Desperate Willingness was my first step into recovery. Willingness to admit that the way in which I have lived and believed, did not work for me. It could not continue. For me, I got to stop hating myself for not being a squirrel and to stop bucking against the squirrels for not accepting me as I was and to accept that I was not one of them.
I was not broken(well, by this time, I was very effing broken, but I was not a broken squirrel) or worthy of unkindness. Unsurprisingly, I chose marriage to a very similar squirrel. I think he and I were in agreement on only one thing: I was broken and once fixed into a cooperative squirrel, who preferred and thought identical squirrel things, we would be fine. I fled one set of squirrels, only to submit myself to another. Because I had not yet healed from the damage, I repeated the dynamic–sought another source for harsh and demanding rejection and disapproval.

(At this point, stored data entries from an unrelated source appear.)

use serde::Serialize;

use crate::{
    beatmap::{HitObject, HitObjectKind, Pos, TimingPoint},
    config::PlayfieldConfig,
    PreviewError, Result,
};

/// A hit object with its absolute timing resolved. Produced once by
/// [`TimelineBuilder::build`] and never mutated afterwards.
#[derive(Debug, Clone, PartialEq, Serialize)]
pub struct TimedHitObject {
    pub time: f64,
    #[serde(flatten)]
    pub kind: HitObjectKind,
    /// Length of a single slider span. Only sliders have one.
    pub duration: Option<f64>,
    pub end_time: f64,
    /// Sliders leave this unset; their end depends on the curve.
    pub end_pos: Option<Pos>,
}

/// Finalised hit objects of a beatmap, in beatmap order.
#[derive(Debug, Clone, Serialize)]
pub struct Timeline {
    objects: Vec<TimedHitObject>,
    total_duration: f64,
}

impl Timeline {
    pub fn objects(&self) -> &[TimedHitObject] {
        &self.objects
    }

    /// End time of the last hit object.
    pub fn total_duration(&self) -> f64 {
        self.total_duration
    }
}

/// Resolves absolute durations and end times of raw hit objects.
#[derive(Debug, Clone, Copy)]
pub struct TimelineBuilder {
    center: Pos,
}

impl Default for TimelineBuilder {
    fn default() -> Self {
        Self::new(PlayfieldConfig::default().center())
    }
}

impl TimelineBuilder {
    /// `center` is where spinners and holds end up.
    pub fn new(center: Pos) -> Self {
        Self { center }
    }

    pub fn build(
        &self,
        objects: &[HitObject],
        timing_points: &[TimingPoint],
        sv: f64,
    ) -> Result<Timeline> {
        let mut timed = Vec::with_capacity(objects.len());
        for (index, object) in objects.iter().enumerate() {
            let resolved = self.resolve(index, object, timing_points, sv)?;
            if resolved.end_time < resolved.time {
                return Err(PreviewError::EndsBeforeStart {
                    index,
                    time: resolved.time,
                    end_time: resolved.end_time,
                });
            }
            timed.push(resolved);
        }

        let total_duration = timed
            .last()
            .map(|object| object.end_time)
            .ok_or(PreviewError::EmptyBeatmap)?;

        tracing::debug!(objects = timed.len(), total_duration, "timeline built");
        Ok(Timeline {
            objects: timed,
            total_duration,
        })
    }

    fn resolve(
        &self,
        index: usize,
        object: &HitObject,
        timing_points: &[TimingPoint],
        sv: f64,
    ) -> Result<TimedHitObject> {
        let (duration, end_time, end_pos) = match object.kind {
            HitObjectKind::Slider {
                distance,
                repetitions,
                ..
            } => {
                let point = applicable_timing_point(timing_points, object.time).ok_or(
                    PreviewError::NoApplicableTimingPoint {
                        index,
                        time: object.time,
                    },
                )?;
                let duration = distance / (100.0 * sv) * point.ms_per_beat;
                let end_time = object.time + duration * f64::from(repetitions);
                (Some(duration), end_time, None)
            }
            HitObjectKind::Spinner { end_time } | HitObjectKind::Hold { end_time, .. } => {
                (None, end_time, Some(self.center))
            }
            HitObjectKind::Circle { pos } => (None, object.time, Some(pos)),
        };

        Ok(TimedHitObject {
            time: object.time,
            kind: object.kind.clone(),
            duration,
            end_time,
            end_pos,
        })
    }
}

/// Returns the first timing point, in ascending order, starting at or before
/// `time`. With several qualifying points this is the earliest one rather than
/// the one closest to `time`.
pub fn applicable_timing_point(timing_points: &[TimingPoint], time: f64) -> Option<&TimingPoint> {
    timing_points.iter().find(|point| point.time <= time)
}

#[cfg(test)]
mod tests {
    use super::*;

    fn approx(a: f64, b: f64) -> bool {
        (a - b).abs() < 1e-9
    }

    #[test]
    fn circles_end_where_they_start() {
        let pos = Pos::new(100.0, 50.0);
        let timeline = TimelineBuilder::default()
            .build(&[HitObject::circle(300.0, pos)], &[], 1.0)
            .unwrap();

        let circle = &timeline.objects()[0];
        assert_eq!(circle.end_time, 300.0);
        assert_eq!(circle.end_pos, Some(pos));
        assert_eq!(circle.duration, None);
    }

    #[test]
    fn spinners_and_holds_end_at_playfield_center() {
        let objects = [
            HitObject::spinner(1000.0, 4000.0),
            HitObject::hold(4500.0, Pos::new(448.0, 192.0), 5200.0),
        ];
        let timeline = TimelineBuilder::default().build(&objects, &[], 1.0).unwrap();

        for (object, end) in timeline.objects().iter().zip([4000.0, 5200.0]) {
            assert_eq!(object.end_time, end);
            assert_eq!(object.end_pos, Some(Pos::new(256.0, 192.0)));
        }
        assert_eq!(timeline.total_duration(), 5200.0);
    }

    #[test]
    fn slider_duration_follows_beat_length_and_sv() {
        let timing = [TimingPoint::new(0.0, 500.0)];
        let objects = [HitObject::slider(1000.0, Pos::default(), 140.0, 3)];
        let timeline = TimelineBuilder::default()
            .build(&objects, &timing, 1.4)
            .unwrap();

        let slider = &timeline.objects()[0];
        let duration = slider.duration.unwrap();
        assert!(approx(duration, 140.0 / (100.0 * 1.4) * 500.0));
        assert!(approx(slider.end_time, 1000.0 + duration * 3.0));
        assert_eq!(slider.end_pos, None);
    }

    // Deliberately pinned: the earliest qualifying timing point wins, not the
    // nearest preceding one. Changing this changes every slider length.
    #[test]
    fn slider_uses_first_qualifying_timing_point_not_nearest() {
        let timing = [TimingPoint::new(0.0, 500.0), TimingPoint::new(1000.0, 250.0)];
        let objects = [HitObject::slider(2000.0, Pos::default(), 100.0, 1)];
        let timeline = TimelineBuilder::default()
            .build(&objects, &timing, 1.0)
            .unwrap();

        let slider = &timeline.objects()[0];
        assert!(approx(slider.duration.unwrap(), 500.0));
        assert!(approx(slider.end_time, 2500.0));
    }

    #[test]
    fn slider_before_every_timing_point_fails() {
        let timing = [TimingPoint::new(500.0, 400.0)];
        let objects = [
            HitObject::circle(0.0, Pos::default()),
            HitObject::slider(100.0, Pos::default(), 100.0, 1),
        ];
        let err = TimelineBuilder::default()
            .build(&objects, &timing, 1.0)
            .unwrap_err();
        assert!(matches!(
            err,
            PreviewError::NoApplicableTimingPoint { index: 1, .. }
        ));

        let err = TimelineBuilder::default()
            .build(&objects[1..], &[], 1.0)
            .unwrap_err();
        assert!(matches!(err, PreviewError::NoApplicableTimingPoint { .. }));
    }

    #[test]
    fn total_duration_is_last_objects_end() {
        let objects = [
            HitObject::circle(0.0, Pos::default()),
            HitObject::circle(1000.0, Pos::default()),
        ];
        let timeline = TimelineBuilder::default().build(&objects, &[], 1.0).unwrap();
        assert_eq!(timeline.total_duration(), 1000.0);
    }

    #[test]
    fn rejects_empty_and_backwards_objects() {
        let builder = TimelineBuilder::default();
        assert!(matches!(
            builder.build(&[], &[], 1.0),
            Err(PreviewError::EmptyBeatmap)
        ));
        assert!(matches!(
            builder.build(&[HitObject::spinner(500.0, 100.0)], &[], 1.0),
            Err(PreviewError::EndsBeforeStart { index: 0, .. })
        ));
    }
}
use std::{cell::Cell, rc::Rc, time::Instant};

/// Monotonic wall-clock source, in milliseconds.
pub trait WallClock {
    fn now_ms(&self) -> f64;
}

/// Wall clock backed by [`Instant`], measured from construction.
#[derive(Debug, Clone, Copy)]
pub struct MonotonicClock {
    origin: Instant,
}

impl MonotonicClock {
    pub fn new() -> Self {
        Self {
            origin: Instant::now(),
        }
    }
}

impl Default for MonotonicClock {
    fn default() -> Self {
        Self::new()
    }
}

impl WallClock for MonotonicClock {
    fn now_ms(&self) -> f64 {
        self.origin.elapsed().as_secs_f64() * 1000.0
    }
}

/// Hand-driven wall clock. Clones share the same reading, so a host can keep
/// one copy and advance it frame by frame.
#[derive(Debug, Clone, Default)]
pub struct ManualClock {
    now: Rc<Cell<f64>>,
}

impl ManualClock {
    pub fn new(start_ms: f64) -> Self {
        Self {
            now: Rc::new(Cell::new(start_ms)),
        }
    }

    pub fn set(&self, now_ms: f64) {
        self.now.set(now_ms);
    }

    pub fn advance(&self, delta_ms: f64) {
        self.now.set(self.now.get() + delta_ms);
    }
}

impl WallClock for ManualClock {
    fn now_ms(&self) -> f64 {
        self.now.get()
    }
}

/// Maps wall-clock readings onto map time through an anchor pair: map time
/// `map_start_time` was current at wall time `reference_wall_time`.
#[derive(Debug, Clone, Copy, PartialEq)]
pub struct PlaybackClock {
    map_start_time: f64,
    reference_wall_time: f64,
    drift_threshold_ms: f64,
}

impl PlaybackClock {
    pub fn new(map_start_time: f64, now: f64, drift_threshold_ms: f64) -> Self {
        Self {
            map_start_time,
            reference_wall_time: now,
            drift_threshold_ms,
        }
    }

    /// Resolves the caller's preview time. Negative values request the
    /// default, `fraction` of the way into the map.
    pub fn resolve_start(preview_time: f64, total_duration: f64, fraction: f64) -> f64 {
        if preview_time < 0.0 {
            total_duration * fraction
        } else {
            preview_time
        }
    }

    pub fn map_start_time(&self) -> f64 {
        self.map_start_time
    }

    pub fn reference_wall_time(&self) -> f64 {
        self.reference_wall_time
    }

    pub fn map_time(&self, now: f64) -> f64 {
        now - self.reference_wall_time + self.map_start_time
    }

    pub fn anchor(&mut self, map_time: f64, now: f64) {
        self.map_start_time = map_time;
        self.reference_wall_time = now;
    }

    /// Re-anchors onto the audio position when it disagrees with the clock by
    /// strictly more than the drift threshold. Returns whether it did.
    pub fn correct_drift(&mut self, audio_position_secs: f64, now: f64) -> bool {
        let audio_time = audio_position_secs * 1000.0;
        let expected = self.map_time(now);
        if (audio_time - expected).abs() > self.drift_threshold_ms {
            tracing::debug!(audio_time, expected, "re-anchoring clock to audio");
            self.anchor(audio_time, now);
            true
        } else {
            false
        }
    }
}

#[cfg(test)]
mod tests {
    use super::*;

    #[test]
    fn map_time_advances_with_wall_clock() {
        let clock = PlaybackClock::new(420.0, 10_000.0, 100.0);
        assert_eq!(clock.map_time(10_000.0), 420.0);
        assert_eq!(clock.map_time(10_250.0), 670.0);
    }

    #[test]
    fn negative_preview_time_picks_default_fraction() {
        assert_eq!(PlaybackClock::resolve_start(-1.0, 1000.0, 0.42), 420.0);
        assert_eq!(PlaybackClock::resolve_start(0.0, 1000.0, 0.42), 0.0);
        assert_eq!(PlaybackClock::resolve_start(750.0, 1000.0, 0.42), 750.0);
    }

    #[test]
    fn drift_within_threshold_is_tolerated() {
        let mut clock = PlaybackClock::new(1025.0, 0.0, 100.0);
        // Exactly at the threshold must not re-anchor.
        assert!(!clock.correct_drift(1.625, 500.0));
        assert!(!clock.correct_drift(1.5, 500.0));
        assert_eq!(clock.map_start_time(), 1025.0);
        assert_eq!(clock.reference_wall_time(), 0.0);
    }

    #[test]
    fn drift_beyond_threshold_reanchors_to_audio() {
        let mut clock = PlaybackClock::new(1025.0, 0.0, 100.0);
        assert!(clock.correct_drift(1.75, 500.0));
        assert_eq!(clock.map_start_time(), 1750.0);
        assert_eq!(clock.reference_wall_time(), 500.0);

        assert!(clock.correct_drift(1.0, 600.0));
        assert_eq!(clock.map_start_time(), 1000.0);
    }

    #[test]
    fn monotonic_clock_never_goes_backwards() {
        let clock = MonotonicClock::new();
        let first = clock.now_ms();
        std::thread::sleep(std::time::Duration::from_millis(2));
        let second = clock.now_ms();
        assert!(first >= 0.0);
        assert!(second >= first + 1.0);
    }

    #[test]
    fn manual_clock_clones_share_reading() {
        let clock = ManualClock::new(5.0);
        let view = clock.clone();
        clock.advance(16.0);
        assert_eq!(view.now_ms(), 21.0);
        clock.set(0.0);
        assert_eq!(view.now_ms(), 0.0);
    }
}
use crate::{
    audio::AudioSource,
    clock::PlaybackClock,
    render::{ProgressBounds, ProgressIndicator},
};

/// Where the scrub gesture currently stands.
#[derive(Debug, Clone, Copy, PartialEq, Eq, Default)]
pub enum SeekPhase {
    /// Map time follows the audio, with drift correction.
    #[default]
    Playing,
    /// The pointer is dragging; displayed time is pinned to the drag point.
    Seeking,
    /// The audio has been asked to seek and has not reported back yet.
    AwaitingSeekCompletion,
}

/// State machine for drag-to-seek on the progress surface.
///
/// While not [`SeekPhase::Playing`] it owns the clock's anchor; drift
/// correction is suspended until the audio reports the seek finished.
#[derive(Debug, Clone)]
pub struct SeekController {
    phase: SeekPhase,
    total_duration: f64,
    resume_failures: u64,
}

impl SeekController {
    pub fn new(total_duration: f64) -> Self {
        Self {
            phase: SeekPhase::Playing,
            total_duration,
            resume_failures: 0,
        }
    }

    pub fn phase(&self) -> SeekPhase {
        self.phase
    }

    /// Number of times resuming playback after a seek failed.
    pub fn resume_failures(&self) -> u64 {
        self.resume_failures
    }

    /// Map time under a pointer at `client_x`. Positions left of the surface
    /// clamp to its start; there is no clamp on the right.
    pub fn dragged_time(&self, client_x: f64, bounds: ProgressBounds) -> f64 {
        if bounds.width <= 0.0 {
            return 0.0;
        }
        let x = (client_x - bounds.left).max(0.0);
        x / bounds.width * self.total_duration
    }

    pub fn pointer_down(
        &mut self,
        client_x: f64,
        now: f64,
        clock: &mut PlaybackClock,
        audio: &mut dyn AudioSource,
        progress: &mut dyn ProgressIndicator,
    ) {
        audio.pause();
        self.transition(SeekPhase::Seeking);
        let time = self.dragged_time(client_x, progress.bounds());
        clock.anchor(time, now);
        progress.set_seeking(true);
    }

    pub fn pointer_move(
        &mut self,
        client_x: f64,
        now: f64,
        clock: &mut PlaybackClock,
        progress: &dyn ProgressIndicator,
    ) {
        if self.phase != SeekPhase::Seeking {
            return;
        }
        let time = self.dragged_time(client_x, progress.bounds());
        clock.anchor(time, now);
    }

    /// Commits the dragged time to the audio. The clock is left alone until
    /// the seek completes.
    pub fn pointer_up(&mut self, clock: &PlaybackClock, audio: &mut dyn AudioSource) {
        if self.phase != SeekPhase::Seeking {
            return;
        }
        self.transition(SeekPhase::AwaitingSeekCompletion);
        audio.seek_to(clock.map_start_time() / 1000.0);
    }

    /// Re-anchors onto where the audio actually landed and resumes playback.
    /// Ignored unless a committed seek is outstanding.
    pub fn seek_completed(
        &mut self,
        now: f64,
        clock: &mut PlaybackClock,
        audio: &mut dyn AudioSource,
        progress: &mut dyn ProgressIndicator,
    ) {
        if self.phase != SeekPhase::AwaitingSeekCompletion {
            return;
        }
        let actual = audio.position_secs() * 1000.0;
        clock.anchor(actual, now);
        self.transition(SeekPhase::Playing);
        if let Err(err) = audio.play() {
            self.resume_failures += 1;
            tracing::warn!(%err, failures = self.resume_failures, "could not resume playback after seek");
        }
        progress.set_seeking(false);
    }

    fn transition(&mut self, next: SeekPhase) {
        tracing::debug!(from = ?self.phase, to = ?next, "seek phase change");
        self.phase = next;
    }
}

Once we became parents, I had no energy or will to continue in this way. Program taught me about my responsibility to Live and let live. Much easier said than done. BTW! I had never learned to live or to let live. I had moved through life like a pinball. Without any source of Good Orderly Direction.
In the rooms of Al-Anon, I began learning about healthy connection and belonging and I began to prefer it. Learning to belong, included learning to acknowledge people and places that were not a good fit for me. Poor fit is not a problem to be solved but maybe just an unpleasant fact. Any person or place inhibiting my self care and self love, is not a good fit for me. Neither I, nor it/them need to change. We are just not meant to be together. Everybody gets to be exactly as they are, just not at the expense of others. Acceptance allows for people and places to be as they naturally are without forcing, denying, pretending, and punishing. Whoa! Right? I know.